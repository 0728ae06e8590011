//! Ordered variant declarations and OS-dependent resolution
//!
//! The first resolved entry is always the baseline: the unmodified program
//! with no variant selector. Declared variants follow in declaration order,
//! minus the ones the current OS cannot build.

use crate::error::{MatrixError, MatrixResult};
use serde::{Deserialize, Serialize};

/// Name of the implicit baseline variant
pub const BASELINE: &str = "default";

/// One build/runtime configuration of the program under test
#[derive(Debug, Clone, PartialEq, Eq, Serialize, Deserialize)]
pub struct Variant {
    pub name: String,
    /// Extra suite arguments selecting this variant; empty means "use the
    /// suite's `variant_args` template"
    #[serde(default)]
    pub selector: Vec<String>,
    /// OS label tokens (case-insensitive substrings) this variant cannot run on
    #[serde(default)]
    pub unsupported_on: Vec<String>,
}

impl Variant {
    #[must_use]
    pub fn new(name: impl Into<String>) -> Self {
        Self {
            name: name.into(),
            selector: Vec::new(),
            unsupported_on: Vec::new(),
        }
    }

    #[must_use]
    pub fn unsupported_on(mut self, os_token: impl Into<String>) -> Self {
        self.unsupported_on.push(os_token.into());
        self
    }

    #[must_use]
    pub fn baseline() -> Self {
        Self::new(BASELINE)
    }

    #[must_use]
    pub fn is_baseline(&self) -> bool {
        self.name == BASELINE
    }

    /// Whether this variant can run on a host with the given OS label
    #[must_use]
    pub fn supports(&self, os_label: &str) -> bool {
        let os = os_label.to_lowercase();
        !self
            .unsupported_on
            .iter()
            .any(|token| !token.is_empty() && os.contains(&token.to_lowercase()))
    }
}

/// Declared alternative variants, in report column order
#[derive(Debug, Clone, PartialEq, Eq)]
pub struct VariantRegistry {
    declared: Vec<Variant>,
}

impl Default for VariantRegistry {
    fn default() -> Self {
        Self {
            declared: vec![
                Variant::new("jemalloc").unsupported_on("windows"),
                Variant::new("snmalloc").unsupported_on("windows"),
                Variant::new("mimalloc"),
                Variant::new("rpmalloc"),
                Variant::new("smalloc"),
            ],
        }
    }
}

impl VariantRegistry {
    /// Build a registry from explicit declarations.
    ///
    /// The baseline is implicit and must not be declared; names must be
    /// unique and usable as file name components.
    pub fn new(declared: Vec<Variant>) -> MatrixResult<Self> {
        let mut seen = Vec::with_capacity(declared.len());
        for variant in &declared {
            validate_name(&variant.name)?;
            if variant.is_baseline() {
                return Err(MatrixError::config(
                    format!("'{BASELINE}' is the implicit baseline and cannot be declared"),
                    "remove it from the [[variants]] list",
                ));
            }
            if seen.contains(&variant.name.as_str()) {
                return Err(MatrixError::config(
                    format!("variant '{}' is declared twice", variant.name),
                    "keep a single declaration per variant",
                ));
            }
            seen.push(variant.name.as_str());
        }
        Ok(Self { declared })
    }

    #[must_use]
    pub fn declared(&self) -> &[Variant] {
        &self.declared
    }

    /// Baseline first, then every declared variant supported on `os_label`
    #[must_use]
    pub fn resolve(&self, os_label: &str) -> Vec<Variant> {
        let mut resolved = Vec::with_capacity(self.declared.len() + 1);
        resolved.push(Variant::baseline());
        for variant in &self.declared {
            if variant.supports(os_label) {
                resolved.push(variant.clone());
            } else {
                tracing::debug!(variant = %variant.name, os = %os_label, "Variant unsupported on this OS, skipping");
            }
        }
        resolved
    }

    /// Restrict a resolved sequence to the operator's selection.
    ///
    /// Registry order wins over selection order and the baseline is always
    /// kept. An empty selection keeps everything.
    pub fn select(
        resolved: &[Variant],
        selection: &[String],
        os_label: &str,
    ) -> MatrixResult<Vec<Variant>> {
        if selection.is_empty() {
            return Ok(resolved.to_vec());
        }
        for name in selection {
            if !resolved.iter().any(|variant| &variant.name == name) {
                return Err(MatrixError::UnknownVariant {
                    name: name.clone(),
                    os: os_label.to_string(),
                    available: resolved
                        .iter()
                        .map(|variant| variant.name.as_str())
                        .collect::<Vec<_>>()
                        .join(", "),
                });
            }
        }
        Ok(resolved
            .iter()
            .filter(|variant| variant.is_baseline() || selection.contains(&variant.name))
            .cloned()
            .collect())
    }
}

fn validate_name(name: &str) -> MatrixResult<()> {
    let valid = !name.is_empty()
        && name
            .chars()
            .all(|c| c.is_ascii_alphanumeric() || c == '-' || c == '_');
    if valid {
        Ok(())
    } else {
        Err(MatrixError::config(
            format!("variant name '{name}' is not a valid file name component"),
            "use ASCII letters, digits, '-' or '_'",
        ))
    }
}

#[cfg(test)]
mod tests {
    use super::*;

    fn names(variants: &[Variant]) -> Vec<&str> {
        variants.iter().map(|v| v.name.as_str()).collect()
    }

    #[test]
    fn resolves_full_list_on_linux() {
        let resolved = VariantRegistry::default().resolve("Ubuntu 24.04 LTS");
        assert_eq!(
            names(&resolved),
            ["default", "jemalloc", "snmalloc", "mimalloc", "rpmalloc", "smalloc"]
        );
        assert!(resolved[0].is_baseline());
    }

    #[test]
    fn drops_restricted_variants_on_windows() {
        let resolved = VariantRegistry::default().resolve("Microsoft Windows 11 Pro");
        assert_eq!(
            names(&resolved),
            ["default", "mimalloc", "rpmalloc", "smalloc"]
        );
    }

    #[test]
    fn selection_keeps_registry_order_and_baseline() {
        let resolved = VariantRegistry::default().resolve("linux");
        let picked = VariantRegistry::select(
            &resolved,
            &["smalloc".to_string(), "jemalloc".to_string()],
            "linux",
        )
        .unwrap();
        assert_eq!(names(&picked), ["default", "jemalloc", "smalloc"]);
    }

    #[test]
    fn selecting_an_excluded_variant_is_an_error() {
        let resolved = VariantRegistry::default().resolve("Windows");
        let err = VariantRegistry::select(&resolved, &["jemalloc".to_string()], "Windows")
            .unwrap_err();
        assert!(matches!(err, MatrixError::UnknownVariant { .. }));
        assert!(err.to_string().contains("mimalloc"));
    }

    #[test]
    fn rejects_declared_baseline_and_duplicates() {
        assert!(VariantRegistry::new(vec![Variant::baseline()]).is_err());
        assert!(
            VariantRegistry::new(vec![Variant::new("mimalloc"), Variant::new("mimalloc")])
                .is_err()
        );
        assert!(VariantRegistry::new(vec![Variant::new("bad name")]).is_err());
        assert!(VariantRegistry::new(vec![Variant::new("tcmalloc")]).is_ok());
    }
}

□ □ □ □

» Task goal
Starting from the data above, filter for lines with "format" and copy each one.

» Result of this task
                    format!("'{BASELINE}' is the implicit baseline and cannot be declared"),
                    format!("variant '{}' is declared twice", variant.name),
            format!("variant name '{name}' is not a valid file name component"),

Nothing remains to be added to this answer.